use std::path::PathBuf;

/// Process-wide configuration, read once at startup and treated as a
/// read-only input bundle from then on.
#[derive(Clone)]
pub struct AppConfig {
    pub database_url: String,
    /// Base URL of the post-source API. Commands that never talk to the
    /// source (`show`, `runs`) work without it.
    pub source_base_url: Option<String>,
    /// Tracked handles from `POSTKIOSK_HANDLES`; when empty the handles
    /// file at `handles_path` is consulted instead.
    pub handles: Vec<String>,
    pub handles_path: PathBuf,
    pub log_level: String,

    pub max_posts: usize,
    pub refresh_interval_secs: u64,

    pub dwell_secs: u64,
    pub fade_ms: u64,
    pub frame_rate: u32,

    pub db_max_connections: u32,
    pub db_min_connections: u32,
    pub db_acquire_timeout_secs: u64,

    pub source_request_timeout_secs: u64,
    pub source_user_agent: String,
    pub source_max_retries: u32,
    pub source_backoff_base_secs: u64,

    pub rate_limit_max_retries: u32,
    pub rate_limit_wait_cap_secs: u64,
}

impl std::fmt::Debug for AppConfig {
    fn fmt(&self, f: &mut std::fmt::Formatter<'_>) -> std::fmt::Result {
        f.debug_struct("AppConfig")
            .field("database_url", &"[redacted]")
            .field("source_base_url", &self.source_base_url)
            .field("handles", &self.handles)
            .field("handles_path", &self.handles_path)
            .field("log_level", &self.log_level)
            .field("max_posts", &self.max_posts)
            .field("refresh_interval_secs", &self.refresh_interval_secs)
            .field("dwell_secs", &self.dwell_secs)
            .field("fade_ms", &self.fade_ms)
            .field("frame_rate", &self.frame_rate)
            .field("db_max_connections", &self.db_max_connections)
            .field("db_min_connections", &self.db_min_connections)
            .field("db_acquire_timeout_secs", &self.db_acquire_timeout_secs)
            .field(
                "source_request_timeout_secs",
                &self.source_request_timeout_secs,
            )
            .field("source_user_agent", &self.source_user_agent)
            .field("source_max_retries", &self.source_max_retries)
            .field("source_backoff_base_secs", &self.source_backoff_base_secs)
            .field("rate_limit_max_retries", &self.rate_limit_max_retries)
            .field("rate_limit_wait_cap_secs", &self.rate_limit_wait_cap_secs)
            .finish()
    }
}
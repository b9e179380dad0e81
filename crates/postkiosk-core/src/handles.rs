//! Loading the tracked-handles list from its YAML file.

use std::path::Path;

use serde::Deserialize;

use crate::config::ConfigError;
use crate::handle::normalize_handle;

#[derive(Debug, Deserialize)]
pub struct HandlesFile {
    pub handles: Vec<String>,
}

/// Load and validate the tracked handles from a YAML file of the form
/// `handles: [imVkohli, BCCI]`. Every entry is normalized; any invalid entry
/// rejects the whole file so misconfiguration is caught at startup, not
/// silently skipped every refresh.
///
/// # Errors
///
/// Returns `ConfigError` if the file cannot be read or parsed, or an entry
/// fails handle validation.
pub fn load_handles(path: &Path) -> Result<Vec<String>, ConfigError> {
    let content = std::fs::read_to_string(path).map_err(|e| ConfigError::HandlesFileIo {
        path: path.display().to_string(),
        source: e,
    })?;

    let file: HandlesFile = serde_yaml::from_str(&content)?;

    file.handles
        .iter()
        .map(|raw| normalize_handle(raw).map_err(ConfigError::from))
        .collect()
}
○ ○ ○ ○
_Activity:_
The whole of the data is to be copied out word for word.

_Answer to this problem:_
use std::path::PathBuf;

/// Process-wide configuration, read once at startup and treated as a
/// read-only input bundle from then on.
#[derive(Clone)]
pub struct AppConfig {
    pub database_url: String,
    /// Base URL of the post-source API. Commands that never talk to the
    /// source (`show`, `runs`) work without it.
    pub source_base_url: Option<String>,
    /// Tracked handles from `POSTKIOSK_HANDLES`; when empty the handles
    /// file at `handles_path` is consulted instead.
    pub handles: Vec<String>,
    pub handles_path: PathBuf,
    pub log_level: String,

    pub max_posts: usize,
    pub refresh_interval_secs: u64,

    pub dwell_secs: u64,
    pub fade_ms: u64,
    pub frame_rate: u32,

    pub db_max_connections: u32,
    pub db_min_connections: u32,
    pub db_acquire_timeout_secs: u64,

    pub source_request_timeout_secs: u64,
    pub source_user_agent: String,
    pub source_max_retries: u32,
    pub source_backoff_base_secs: u64,

    pub rate_limit_max_retries: u32,
    pub rate_limit_wait_cap_secs: u64,
}

impl std::fmt::Debug for AppConfig {
    fn fmt(&self, f: &mut std::fmt::Formatter<'_>) -> std::fmt::Result {
        f.debug_struct("AppConfig")
            .field("database_url", &"[redacted]")
            .field("source_base_url", &self.source_base_url)
            .field("handles", &self.handles)
            .field("handles_path", &self.handles_path)
            .field("log_level", &self.log_level)
            .field("max_posts", &self.max_posts)
            .field("refresh_interval_secs", &self.refresh_interval_secs)
            .field("dwell_secs", &self.dwell_secs)
            .field("fade_ms", &self.fade_ms)
            .field("frame_rate", &self.frame_rate)
            .field("db_max_connections", &self.db_max_connections)
            .field("db_min_connections", &self.db_min_connections)
            .field("db_acquire_timeout_secs", &self.db_acquire_timeout_secs)
            .field(
                "source_request_timeout_secs",
                &self.source_request_timeout_secs,
            )
            .field("source_user_agent", &self.source_user_agent)
            .field("source_max_retries", &self.source_max_retries)
            .field("source_backoff_base_secs", &self.source_backoff_base_secs)
            .field("rate_limit_max_retries", &self.rate_limit_max_retries)
            .field("rate_limit_wait_cap_secs", &self.rate_limit_wait_cap_secs)
            .finish()
    }
}
repository b9e179380dad0e81
filename crates/postkiosk-core/src/handles.rs
//! Loading the tracked-handles list from its YAML file.

use std::path::Path;

use serde::Deserialize;

use crate::config::ConfigError;
use crate::handle::normalize_handle;

#[derive(Debug, Deserialize)]
pub struct HandlesFile {
    pub handles: Vec<String>,
}

/// Load and validate the tracked handles from a YAML file of the form
/// `handles: [imVkohli, BCCI]`. Every entry is normalized; any invalid entry
/// rejects the whole file so misconfiguration is caught at startup, not
/// silently skipped every refresh.
///
/// # Errors
///
/// Returns `ConfigError` if the file cannot be read or parsed, or an entry
/// fails handle validation.
pub fn load_handles(path: &Path) -> Result<Vec<String>, ConfigError> {
    let content = std::fs::read_to_string(path).map_err(|e| ConfigError::HandlesFileIo {
        path: path.display().to_string(),
        source: e,
    })?;

    let file: HandlesFile = serde_yaml::from_str(&content)?;

    file.handles
        .iter()
        .map(|raw| normalize_handle(raw).map_err(ConfigError::from))
        .collect()
}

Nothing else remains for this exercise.